40/01 Verwaltungsverfahren;
41/02 Passrecht Fremdenrecht;

Norm

AVG §37;
AVG §46;
AVG §58 Abs2;
AVG §60;
FrG 1993 §36 Abs2;
FrG 1997 §56 Abs2;
FrG 1997 §57 Abs1;
FrG 1997 §57 Abs2;
FrG 1997 §57;

Betreff

Der Verwaltungsgerichtshof hat durch den Vorsitzenden Senatspräsident Dr. Zeizinger und die Hofräte Dr. Robl, Dr. Rosenmayr, Dr. Pelant und Dr. Enzenhofer als Richter, im Beisein der Schriftführerin Mag. Ferchenbauer, über die Beschwerde des A, geboren am 11. September 1978, in Wien, vertreten durch Dr. Thomas Huber, Rechtsanwalt in 1010 Wien, Hegelgasse 6/4, gegen den Bescheid der Bundespolizeidirektion Wien vom 10. Juni 1999, Zl. IV-883.106 FrB/99, betreffend Abschiebungsaufschub, zu Recht erkannt:

Spruch

Die Beschwerde wird als unbegründet abgewiesen.

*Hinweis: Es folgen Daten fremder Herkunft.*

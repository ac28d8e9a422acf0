//! Axum route handlers for the optimization API.

use std::collections::BTreeSet;

use axum::{
    extract::{Multipart, Path, State},
    http::header,
    response::{IntoResponse, Response},
    Json,
};
use chrono::{DateTime, Utc};
use serde::{Deserialize, Serialize};
use tracing::info;
use uuid::Uuid;

use crate::analysis::gap_decision::{ClarificationRequest, GapDecision};
use crate::analysis::interaction::{HumanInteraction, PresetAnswers};
use crate::analysis::pipeline::{Analysis, RunResult};
use crate::analysis::synthesis::SynthesizedResume;
use crate::documents::extract_pdf_text;
use crate::errors::AppError;
use crate::sessions::{AnalysisSession, UploadedResume};
use crate::state::AppState;

/// Multipart field carrying the résumé PDF.
pub const RESUME_FIELD: &str = "resume";

/// Reported when the model scored no individual skills.
const DEFAULT_SKILLS_MATCH: u8 = 50;

// ────────────────────────────────────────────────────────────────────────────
// Request / Response types
// ────────────────────────────────────────────────────────────────────────────

#[derive(Debug, Serialize)]
pub struct UploadResponse {
    pub resume_id: Uuid,
    pub filename: String,
    pub characters: usize,
}

#[derive(Debug, Deserialize)]
pub struct AnalyzeRequest {
    pub resume_id: Uuid,
    pub job_description: String,
}

#[derive(Debug, Serialize)]
pub struct AnalyzeResponse {
    pub analysis_id: Uuid,
    pub overall_match: u8,
    pub skills_match: u8,
    pub recommendations: Vec<String>,
    pub sufficient: bool,
    pub clarification: Option<ClarificationRequest>,
}

#[derive(Debug, Default, Deserialize)]
pub struct GenerateRequest {
    #[serde(default)]
    pub confirmed_skills: Vec<String>,
}

#[derive(Debug, Serialize)]
pub struct GenerateResponse {
    pub analysis_id: Uuid,
    pub version: u32,
    pub resume: SynthesizedResume,
}

#[derive(Debug, Deserialize)]
pub struct OptimizeRequest {
    pub job_description: String,
    pub resume_text: String,
    /// Answers collected up front; used only if clarification is warranted.
    pub confirmed_skills: Option<Vec<String>>,
}

#[derive(Debug, Serialize)]
pub struct StatusResponse {
    pub analysis_id: Uuid,
    pub sufficient: bool,
    pub has_optimized_resume: bool,
    pub resume_versions: usize,
    pub created_at: DateTime<Utc>,
}

// ────────────────────────────────────────────────────────────────────────────
// Handlers
// ────────────────────────────────────────────────────────────────────────────

/// POST /api/v1/resumes/upload
///
/// Accepts a PDF in the `resume` multipart field and stores its text.
/// The declared content type is ignored; the bytes must carry the PDF header.
pub async fn handle_upload_resume(
    State(state): State<AppState>,
    mut multipart: Multipart,
) -> Result<Json<UploadResponse>, AppError> {
    while let Some(field) = multipart
        .next_field()
        .await
        .map_err(|e| AppError::Validation(format!("Invalid multipart body: {e}")))?
    {
        if field.name() != Some(RESUME_FIELD) {
            continue;
        }
        let filename = field.file_name().unwrap_or("resume.pdf").to_string();
        let content = field
            .bytes()
            .await
            .map_err(|e| AppError::Validation(format!("Failed to read upload: {e}")))?;

        let text = extract_pdf_text(content).await?;
        let upload = UploadedResume {
            id: Uuid::new_v4(),
            filename,
            text,
            uploaded_at: Utc::now(),
        };
        let response = UploadResponse {
            resume_id: upload.id,
            filename: upload.filename.clone(),
            characters: upload.text.chars().count(),
        };

        info!(
            "Stored résumé {} ({} characters)",
            response.resume_id, response.characters
        );
        state.sessions.put_upload(upload).await?;
        return Ok(Json(response));
    }

    Err(AppError::Validation(format!(
        "multipart field '{RESUME_FIELD}' is required"
    )))
}

/// POST /api/v1/analyses
///
/// Runs job extraction, matching and the gap decision for an uploaded résumé.
/// When clarification is warranted the response carries the skills to ask about.
pub async fn handle_analyze(
    State(state): State<AppState>,
    Json(request): Json<AnalyzeRequest>,
) -> Result<Json<AnalyzeResponse>, AppError> {
    if request.job_description.trim().is_empty() {
        return Err(AppError::Validation(
            "job_description cannot be empty".to_string(),
        ));
    }

    let upload = state
        .sessions
        .upload(request.resume_id)
        .await
        .ok_or_else(|| AppError::NotFound(format!("Résumé {} not found", request.resume_id)))?;

    let analysis = state
        .pipeline
        .analyze(&request.job_description, &upload.text)
        .await?;

    let analysis_id = Uuid::new_v4();
    let response = analyze_response(analysis_id, &analysis);

    state
        .sessions
        .put_analysis(AnalysisSession::new(
            analysis_id,
            Some(upload.id),
            request.job_description,
            analysis,
        ))
        .await?;

    Ok(Json(response))
}

/// POST /api/v1/analyses/:id/resume
///
/// Synthesizes a résumé for a stored analysis using the candidate's answers.
pub async fn handle_generate_resume(
    State(state): State<AppState>,
    Path(analysis_id): Path<Uuid>,
    Json(request): Json<GenerateRequest>,
) -> Result<Json<GenerateResponse>, AppError> {
    let session = state
        .sessions
        .analysis(analysis_id)
        .await
        .ok_or_else(|| AppError::NotFound(format!("Analysis {analysis_id} not found")))?;

    let confirmed = clean_skills(request.confirmed_skills);
    let resume = state
        .pipeline
        .synthesize(
            &session.analysis.profile,
            &session.analysis.report,
            Some(&confirmed),
        )
        .await?;

    let version = state
        .sessions
        .append_resume(analysis_id, confirmed, resume.clone())
        .await?;

    Ok(Json(GenerateResponse {
        analysis_id,
        version,
        resume,
    }))
}

/// POST /api/v1/optimize
///
/// One-shot run. Pre-supplied `confirmed_skills` answer any clarification round.
/// The run id doubles as the analysis id for status and download.
pub async fn handle_optimize(
    State(state): State<AppState>,
    Json(request): Json<OptimizeRequest>,
) -> Result<Json<RunResult>, AppError> {
    if request.job_description.trim().is_empty() || request.resume_text.trim().is_empty() {
        return Err(AppError::Validation(
            "job_description and resume_text cannot be empty".to_string(),
        ));
    }

    let answers = request.confirmed_skills.map(PresetAnswers::new);
    let result = state
        .pipeline
        .run(
            &request.job_description,
            &request.resume_text,
            answers.as_ref().map(|a| a as &dyn HumanInteraction),
        )
        .await?;

    let session = AnalysisSession::new(
        result.run_id,
        None,
        request.job_description,
        Analysis {
            profile: result.profile.clone(),
            report: result.report.clone(),
            decision: GapDecision {
                sufficient: result.request.is_none(),
                request: result.request.clone(),
            },
        },
    );
    state.sessions.put_analysis(session).await?;
    state
        .sessions
        .append_resume(
            result.run_id,
            result.confirmed_skills.clone().unwrap_or_default(),
            result.resume.clone(),
        )
        .await?;

    Ok(Json(result))
}

/// GET /api/v1/analyses/:id
pub async fn handle_analysis_status(
    State(state): State<AppState>,
    Path(analysis_id): Path<Uuid>,
) -> Result<Json<StatusResponse>, AppError> {
    let session = state
        .sessions
        .analysis(analysis_id)
        .await
        .ok_or_else(|| AppError::NotFound(format!("Analysis {analysis_id} not found")))?;

    Ok(Json(StatusResponse {
        analysis_id,
        sufficient: session.analysis.decision.sufficient,
        has_optimized_resume: session.latest_resume().is_some(),
        resume_versions: session.versions.len(),
        created_at: session.created_at,
    }))
}

/// GET /api/v1/analyses/:id/download
///
/// Latest synthesized résumé as a JSON attachment, ready for template rendering.
pub async fn handle_download_resume(
    State(state): State<AppState>,
    Path(analysis_id): Path<Uuid>,
) -> Result<Response, AppError> {
    let session = state
        .sessions
        .analysis(analysis_id)
        .await
        .ok_or_else(|| AppError::NotFound(format!("Analysis {analysis_id} not found")))?;

    let latest = session.latest_resume().ok_or_else(|| {
        AppError::NotFound(format!("No optimized résumé for analysis {analysis_id}"))
    })?;

    let disposition = format!("attachment; filename=\"optimized_resume_{analysis_id}.json\"");
    Ok((
        [(header::CONTENT_DISPOSITION, disposition)],
        Json(latest.resume.clone()),
    )
        .into_response())
}

fn analyze_response(analysis_id: Uuid, analysis: &Analysis) -> AnalyzeResponse {
    AnalyzeResponse {
        analysis_id,
        overall_match: analysis.report.overall_score,
        skills_match: analysis
            .report
            .best_skill_percent()
            .unwrap_or(DEFAULT_SKILLS_MATCH),
        recommendations: analysis.report.recommendations.clone(),
        sufficient: analysis.decision.sufficient,
        clarification: analysis.decision.request.clone(),
    }
}

fn clean_skills(skills: Vec<String>) -> BTreeSet<String> {
    skills
        .into_iter()
        .map(|s| s.trim().to_string())
        .filter(|s| !s.is_empty())
        .collect()
}

#[cfg(test)]
mod tests {
    use super::*;
    use crate::analysis::fixtures::{platform_profile, report};

    #[test]
    fn test_analyze_response_scales_best_skill() {
        let analysis = Analysis {
            profile: platform_profile(),
            report: report(62, &[("Python", 7), ("Kubernetes", 1)], &["Kubernetes"]),
            decision: GapDecision::clarify(ClarificationRequest {
                rationale: "No Kubernetes".to_string(),
                missing_skills: vec!["Kubernetes".to_string()],
            }),
        };
        let response = analyze_response(Uuid::nil(), &analysis);
        assert_eq!(response.overall_match, 62);
        assert_eq!(response.skills_match, 70);
        assert!(!response.sufficient);
        assert_eq!(response.clarification.unwrap().missing_skills, vec!["Kubernetes"]);
    }

    #[test]
    fn test_analyze_response_defaults_skills_match() {
        let analysis = Analysis {
            profile: platform_profile(),
            report: report(80, &[], &[]),
            decision: GapDecision::sufficient(),
        };
        assert_eq!(analyze_response(Uuid::nil(), &analysis).skills_match, DEFAULT_SKILLS_MATCH);
    }

    #[test]
    fn test_clean_skills_trims_and_drops_blanks() {
        let cleaned = clean_skills(vec![" Kubernetes ".to_string(), "".to_string(), "Go".to_string()]);
        assert_eq!(cleaned.len(), 2);
        assert!(cleaned.contains("Kubernetes"));
    }

    #[test]
    fn test_optimize_request_without_confirmations() {
        let json = serde_json::json!({
            "job_description": "Platform Engineer",
            "resume_text": "Python developer"
        });
        let request: OptimizeRequest = serde_json::from_value(json).unwrap();
        assert!(request.confirmed_skills.is_none());
    }
}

Der Beschwerdeführer hat dem Bund Aufwendungen in der Höhe von S 565,-- binnen zwei Wochen bei sonstiger Exekution zu ersetzen.

Begründung

Die vorliegende Beschwerde ist gegen einen Bescheid der Bundespolizeidirektion Wien vom 10. Juni 1999 gerichtet, mit dem der am 7. Dezember 1998 bei der Bundespolizeidirektion Wien eingelangte, mit 2. Dezember 1998 datierte Antrag des Beschwerdeführers, eines pakistanischen Staatsbürgers, auf Erteilung eines Abschiebungsaufschubes abgewiesen wurde.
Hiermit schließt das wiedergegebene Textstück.